I think that's a reasonable idea and I may try including that option in the future. Right now, the start point is quite arbitrary: it's the first date where we have data for all the symbols requested. And date ranges dramatically affect any sort of relative performance comparison. So in the current code I decided to just normalize to today's nominal-dollar value so that the end values are relatable.
If you want to have ragged starting information displaying pricing information for the various symbols in the range they're defined, I'd assume it's much more common that there's different start dates, but they're all defined for today. So, you could have a single checkbox to normalize based upon equal value at today's value and I'd default to having that on. As your baguette argument about the absolute values not having huge significance still applies it seems like it would work with no other modifications (i.e. it doesn't matter that it could require fractional shares and the like).
Just index it all to the same starting value, which will have the same effect. I don't think this works for the drawdown chart but works for the total return chart.
Usually in economic and financial reporting you show multiple return series by saying, for example, 1989 = 100 and then showing the total return from there for multiple series in the same chart.

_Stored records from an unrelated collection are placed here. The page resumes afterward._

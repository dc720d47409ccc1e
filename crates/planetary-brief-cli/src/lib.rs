#![allow(clippy::print_stdout)]

use std::fs;
use std::path::{Path, PathBuf};

use anyhow::{Context, Result};
use clap::{Args, Parser, Subcommand};
use planetary_brief_app_state::category::legacy_aliases;
use planetary_brief_app_state::session::EXPLANATION_DATA_KEY;
use planetary_brief_app_state::{
    Article, ArticleIndex, CATEGORY_LABELS, ExplanationPayload, HOME_CATEGORY_LABELS,
    ListingFilter, MemoryEnvironment, NavigationEnvironment, Navigator, RouterConfig, ViewState,
    category_to_slug,
};
use serde::de::DeserializeOwned;
use serde_json::{Value, json};
use tracing::debug;

#[derive(Parser, Debug)]
#[command(name = "brief-route")]
#[command(about = "Resolve Planetary Brief deep links the way the web client does")]
pub struct BriefRouteCli {
    /// Overrides PLANETARY_BRIEF_ARTICLES_ENDPOINT
    #[arg(long, global = true)]
    pub articles_endpoint: Option<String>,
    /// Overrides PLANETARY_BRIEF_LISTING_ANCHOR
    #[arg(long, global = true)]
    pub listing_anchor: Option<String>,
    #[command(subcommand)]
    pub command: Commands,
}

#[derive(Subcommand, Debug)]
pub enum Commands {
    /// Cold-load a URL and report the view, canonical URL and history writes
    Resolve(ResolveArgs),
    /// Print the category table with slugs and legacy aliases
    Categories,
    /// List articles from an export, newest first
    Listing(ListingArgs),
    /// Print the effective router configuration
    Config,
}

#[derive(Args, Debug)]
pub struct ResolveArgs {
    pub url: String,
    /// Article export (JSON array) delivered after cold start
    #[arg(long)]
    pub articles: Option<PathBuf>,
    /// Explanation payload (JSON) to seed the session store with
    #[arg(long)]
    pub explanation: Option<PathBuf>,
}

#[derive(Args, Debug)]
pub struct ListingArgs {
    #[arg(long)]
    pub articles: PathBuf,
    #[arg(long)]
    pub category: Option<String>,
    #[arg(long)]
    pub tag: Option<String>,
    #[arg(long)]
    pub query: Option<String>,
}

pub fn run() -> Result<()> {
    let cli = BriefRouteCli::parse();
    let config = router_config(&cli)?;
    init_tracing(&config.log_filter);
    let output = execute(&cli.command, config)?;
    println!("{}", serde_json::to_string_pretty(&output)?);
    Ok(())
}

/// Environment configuration with command-line overrides applied.
pub fn router_config(cli: &BriefRouteCli) -> Result<RouterConfig> {
    let mut config =
        RouterConfig::from_env().context("read router configuration from environment")?;
    if let Some(endpoint) = &cli.articles_endpoint {
        config.articles_endpoint.clone_from(endpoint);
    }
    if let Some(anchor) = &cli.listing_anchor {
        config.listing_anchor_id.clone_from(anchor);
    }
    config.validated().context("validate router configuration")
}

fn init_tracing(default_filter: &str) {
    tracing_subscriber::fmt()
        .with_env_filter(
            tracing_subscriber::EnvFilter::try_from_default_env()
                .unwrap_or_else(|_| tracing_subscriber::EnvFilter::new(default_filter)),
        )
        .with_writer(std::io::stderr)
        .init();
}

pub fn execute(command: &Commands, config: RouterConfig) -> Result<Value> {
    match command {
        Commands::Resolve(args) => resolve_url(args, config),
        Commands::Categories => Ok(category_table()),
        Commands::Listing(args) => listing(args),
        Commands::Config => Ok(json!({
            "articlesEndpoint": config.articles_endpoint,
            "listingAnchorId": config.listing_anchor_id,
            "logFilter": config.log_filter,
        })),
    }
}

fn resolve_url(args: &ResolveArgs, config: RouterConfig) -> Result<Value> {
    let mut env = MemoryEnvironment::new(&args.url);
    if let Some(path) = &args.explanation {
        let payload: ExplanationPayload = read_json(path)?;
        let encoded = serde_json::to_string(&payload).context("encode explanation payload")?;
        env = env.with_session_value(EXPLANATION_DATA_KEY, &encoded);
    }
    let requested = env.current_url().to_string();

    let mut navigator = Navigator::start(&mut env, config);
    let deferred = navigator.pending_article().map(ToString::to_string);
    if let Some(path) = &args.articles {
        let articles: Vec<Article> = read_json(path)?;
        debug!(count = articles.len(), path = %path.display(), "delivering article export");
        navigator.articles_loaded(&mut env, articles);
    }

    Ok(json!({
        "requested": requested,
        "view": navigator.view(),
        "url": env.current_url(),
        "rewritten": env.current_url() != requested,
        "deferredArticle": deferred,
        "pendingArticle": navigator.pending_article(),
        "entry": env.history_entry(),
        "historyLength": env.history_len(),
        "pushes": env.push_count(),
        "replaces": env.replace_count(),
    }))
}

fn category_table() -> Value {
    let categories: Vec<Value> = CATEGORY_LABELS
        .iter()
        .map(|label| {
            let view = ViewState::Category {
                label: (*label).to_string(),
            };
            json!({
                "label": label,
                "slug": category_to_slug(label),
                "path": view.canonical_path(),
            })
        })
        .collect();
    let aliases: Vec<Value> = legacy_aliases()
        .map(|(alias, label)| json!({ "alias": alias, "label": label }))
        .collect();
    json!({
        "home": HOME_CATEGORY_LABELS,
        "categories": categories,
        "legacyAliases": aliases,
    })
}

fn listing(args: &ListingArgs) -> Result<Value> {
    let articles: Vec<Article> = read_json(&args.articles)?;
    let index = ArticleIndex::loaded(articles);
    let filter = ListingFilter {
        category: args.category.clone(),
        tag: args.tag.clone(),
        query: args.query.clone(),
    };
    let rows: Vec<Value> = index
        .listing(&filter)
        .into_iter()
        .map(|article| {
            json!({
                "id": article.id,
                "title": article.title,
                "category": article.category,
                "date": article.date,
                "path": article.reference().path(),
            })
        })
        .collect();
    Ok(Value::Array(rows))
}

fn read_json<T: DeserializeOwned>(path: &Path) -> Result<T> {
    let raw = fs::read_to_string(path).with_context(|| format!("read {}", path.display()))?;
    serde_json::from_str(&raw).with_context(|| format!("parse {}", path.display()))
}

#[cfg(test)]
mod tests {
    use clap::Parser;
    use clap::error::ErrorKind;

    use super::{BriefRouteCli, Commands};

    #[test]
    fn cli_requires_subcommand() {
        let err = match BriefRouteCli::try_parse_from(["brief-route"]) {
            Ok(_) => panic!("expected missing subcommand parse error"),
            Err(err) => err,
        };
        assert_eq!(
            err.kind(),
            ErrorKind::DisplayHelpOnMissingArgumentOrSubcommand
        );
    }

    #[test]
    fn listing_requires_articles_export() {
        let err = match BriefRouteCli::try_parse_from(["brief-route", "listing"]) {
            Ok(_) => panic!("expected missing --articles parse error"),
            Err(err) => err,
        };
        assert_eq!(err.kind(), ErrorKind::MissingRequiredArgument);
    }

    #[test]
    fn global_overrides_parse_after_subcommand() {
        let cli = BriefRouteCli::try_parse_from([
            "brief-route",
            "resolve",
            "/?article=42",
            "--articles",
            "export.json",
            "--listing-anchor",
            "results",
        ])
        .expect("valid invocation");
        assert_eq!(cli.listing_anchor.as_deref(), Some("results"));
        let Commands::Resolve(args) = cli.command else {
            panic!("expected resolve subcommand");
        };
        assert_eq!(args.url, "/?article=42");
        assert_eq!(
            args.articles.as_deref(),
            Some(std::path::Path::new("export.json"))
        );
    }
}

Growth of $10K (growth of a hypothetical $10,000 investment) is a chart that is commonly-used to illustrate this. Your chart would then have VFINX, VBMFX, and USDOLLAR start with $10,000 on 1987-08-03 and go from there.
Showing $10k way back in the day would be a bit misleading since every graph starts in a different day and the whole idea is that inflation makes $10k translate to different real world value (baguettes) across time.
It could instead show how much back at the start date one would need for it to be todays $10k? Not sure. Maybe absulute dolar values should just be ommited and work only off percentages.
Isn't the comparison of relative performance in the trend line? That's a year over year % change for every asset, so it doesn't matter what value you start with.